The sight of a seasoned waterman like myself falling so dramatically from an idle paddle board in a pond-like boat basin moved one reader to equate the sadness he felt upon seeing Mohammed Ali's decline in the boxing ring or Joe Montana no longer being able to throw a football 98 yards.
It caused another reader to wax nostalgic for the seemingly bygone days when I was in my prime as a water sportsman.
"You are an amazing adventurer," she wrote in the blog at the bottom of the online version of the column. "I still think your best ocean accomplishment was paddling in high tide in Mapunapuna."
I dare say, that nearly brought a tear to my eye. Yes, they still talk about the time I dragged my kayak to a gritty industrial section of Mapunapuna and paddled along a street that floods twice a day at high tide, even though it is a mile from the shore. Like Edmund Hillary conquering Everest, I was the first person to paddle a kayak through Mapunapuna. (Hillary not only was the first to climb Everest but the first man to paddle a kayak made of goat hides through a Katmandu drainage canal.)
So I felt the need to assure my legion of admirers (Is seven a legion?) that the photos of me falling from the paddle board painted an inaccurate picture of my physical prowess on the water. I submitted several photos to run with the column and only two of them showed me falling off the board. I'm sure the editors didn't decide to run just those photos (one of them nearly life-size) of me looking like a spastic gondolier simply for their amusement. But, then again, you never know.
The fact is that I mastered stand-up paddling quite easily.

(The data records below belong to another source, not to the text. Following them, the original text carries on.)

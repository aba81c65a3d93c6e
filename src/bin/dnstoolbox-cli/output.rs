#[cfg(feature = "with-serde")]
use anyhow::Context;
use anyhow::{Result, bail};

use crate::args::Cli;
use crate::lookup::LookupSummary;
use crate::m365::M365Summary;
#[cfg(feature = "with-tls")]
use crate::tls::TlsSummary;

#[cfg_attr(feature = "with-serde", derive(serde::Serialize))]
#[cfg_attr(feature = "with-serde", serde(untagged))]
pub enum Report {
    Lookup(LookupSummary),
    M365(M365Summary),
    #[cfg(feature = "with-tls")]
    Tls(TlsSummary),
}

impl Report {
    pub fn human_lines(&self) -> Vec<String> {
        match self {
            Self::Lookup(summary) => summary.human_lines(),
            Self::M365(summary) => summary.human_lines(),
            #[cfg(feature = "with-tls")]
            Self::Tls(summary) => summary.human_lines(),
        }
    }

    pub fn has_findings(&self) -> bool {
        match self {
            Self::Lookup(summary) => summary.any_failures(),
            Self::M365(summary) => summary.any_findings(),
            #[cfg(feature = "with-tls")]
            Self::Tls(summary) => summary.any_findings(),
        }
    }
}

pub fn write_report(report: &Report, cli: &Cli) -> Result<()> {
    match cli.format.as_str() {
        "human" => write_human(report),
        "json" => write_json(report, cli),
        "ndjson" => write_ndjson(report, cli),
        other => bail!("unknown --format '{other}', use: human|json|ndjson"),
    }
}

fn write_human(report: &Report) -> Result<()> {
    for line in report.human_lines() {
        println!("{line}");
    }
    Ok(())
}

#[cfg(feature = "with-serde")]
fn write_json(report: &Report, cli: &Cli) -> Result<()> {
    let s = serde_json::to_string_pretty(report)?;
    if let Some(path) = &cli.out {
        write_all_atomically(path, s.as_bytes())?;
    } else {
        println!("{s}");
    }
    Ok(())
}

#[cfg(not(feature = "with-serde"))]
fn write_json(_: &Report, _: &Cli) -> Result<()> {
    bail!("format=json requires the 'with-serde' feature")
}

#[cfg(feature = "with-serde")]
fn write_ndjson(report: &Report, cli: &Cli) -> Result<()> {
    let line = serde_json::to_string(report)?;
    if let Some(path) = &cli.out {
        let mut buf = line.into_bytes();
        buf.push(b'\n');
        write_all_atomically(path, &buf)?;
    } else {
        println!("{line}");
    }
    Ok(())
}

#[cfg(not(feature = "with-serde"))]
fn write_ndjson(_: &Report, _: &Cli) -> Result<()> {
    bail!("format=ndjson requires the 'with-serde' feature")
}

#[cfg(feature = "with-serde")]
fn write_all_atomically(path: &str, bytes: &[u8]) -> Result<()> {
    use std::io::Write;

    let tmp = format!("{path}.tmp");
    {
        let mut f = std::fs::File::create(&tmp)?;
        f.write_all(bytes)?;
        f.sync_all()?;
    }
    std::fs::rename(&tmp, path).with_context(|| format!("rename {tmp} -> {path}"))?;
    Ok(())
}
//! WAV encoding for 16-bit PCM.

use mc_ir::Frame;
use std::io::Write;

/// Write mono 16-bit PCM in the exact layout the decoder accepts.
pub fn write_wav_mono16(w: &mut impl Write, samples: &[i16], sample_rate: u32) -> std::io::Result<()> {
    let data_size = samples.len() as u32 * 2;

    write_riff_header(w, data_size)?;
    write_fmt_chunk(w, 1, sample_rate)?;
    w.write_all(b"data")?;
    w.write_all(&data_size.to_le_bytes())?;
    for s in samples {
        w.write_all(&s.to_le_bytes())?;
    }
    Ok(())
}

/// Write rendered stereo frames as 16-bit PCM, clamping overs.
pub fn write_wav_stereo16(w: &mut impl Write, frames: &[Frame], sample_rate: u32) -> std::io::Result<()> {
    let data_size = frames.len() as u32 * 4;

    write_riff_header(w, data_size)?;
    write_fmt_chunk(w, 2, sample_rate)?;
    w.write_all(b"data")?;
    w.write_all(&data_size.to_le_bytes())?;
    for frame in frames {
        let (left, right) = frame.to_pcm16();
        w.write_all(&left.to_le_bytes())?;
        w.write_all(&right.to_le_bytes())?;
    }
    Ok(())
}

pub fn mono16_to_wav(samples: &[i16], sample_rate: u32) -> Vec<u8> {
    let mut buf = Vec::with_capacity(44 + samples.len() * 2);
    write_wav_mono16(&mut buf, samples, sample_rate).expect("Vec<u8> write cannot fail");
    buf
}

pub fn frames_to_wav(frames: &[Frame], sample_rate: u32) -> Vec<u8> {
    let mut buf = Vec::with_capacity(44 + frames.len() * 4);
    write_wav_stereo16(&mut buf, frames, sample_rate).expect("Vec<u8> write cannot fail");
    buf
}

fn write_riff_header(w: &mut impl Write, data_size: u32) -> std::io::Result<()> {
    w.write_all(b"RIFF")?;
    w.write_all(&(36 + data_size).to_le_bytes())?;
    w.write_all(b"WAVE")
}

fn write_fmt_chunk(w: &mut impl Write, num_channels: u16, sample_rate: u32) -> std::io::Result<()> {
    let bits_per_sample: u16 = 16;
    let block_align = num_channels * (bits_per_sample / 8);

    w.write_all(b"fmt ")?;
    w.write_all(&16u32.to_le_bytes())?;
    w.write_all(&1u16.to_le_bytes())?;
    w.write_all(&num_channels.to_le_bytes())?;
    w.write_all(&sample_rate.to_le_bytes())?;
    w.write_all(&(sample_rate * block_align as u32).to_le_bytes())?;
    w.write_all(&block_align.to_le_bytes())?;
    w.write_all(&bits_per_sample.to_le_bytes())
}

Ray Sanborn, my coach and owner of a company that offers a health and fitness class built around stand-up paddling, said he had never seen someone become so proficient in the sport so quickly and that, from a distance, in the right light, some onlookers might confuse me with Duke Kahanamoku.
I point this out not to blow my own fog horn but to put to rest worries that I am soon to be confined to a rattan recliner on the lanai of the Moana Hotel with a drool bucket and ear trumpet.
My days as an intrepid waterman are far from over. Despite the photographic evidence, I have not been relegated to splashing in the baby pool. Mapunapuna residents should not be surprised to look out their windows early some morning and see a solitary figure paddling a kayak through the oily, noxious waters of Ahua Street at high tide.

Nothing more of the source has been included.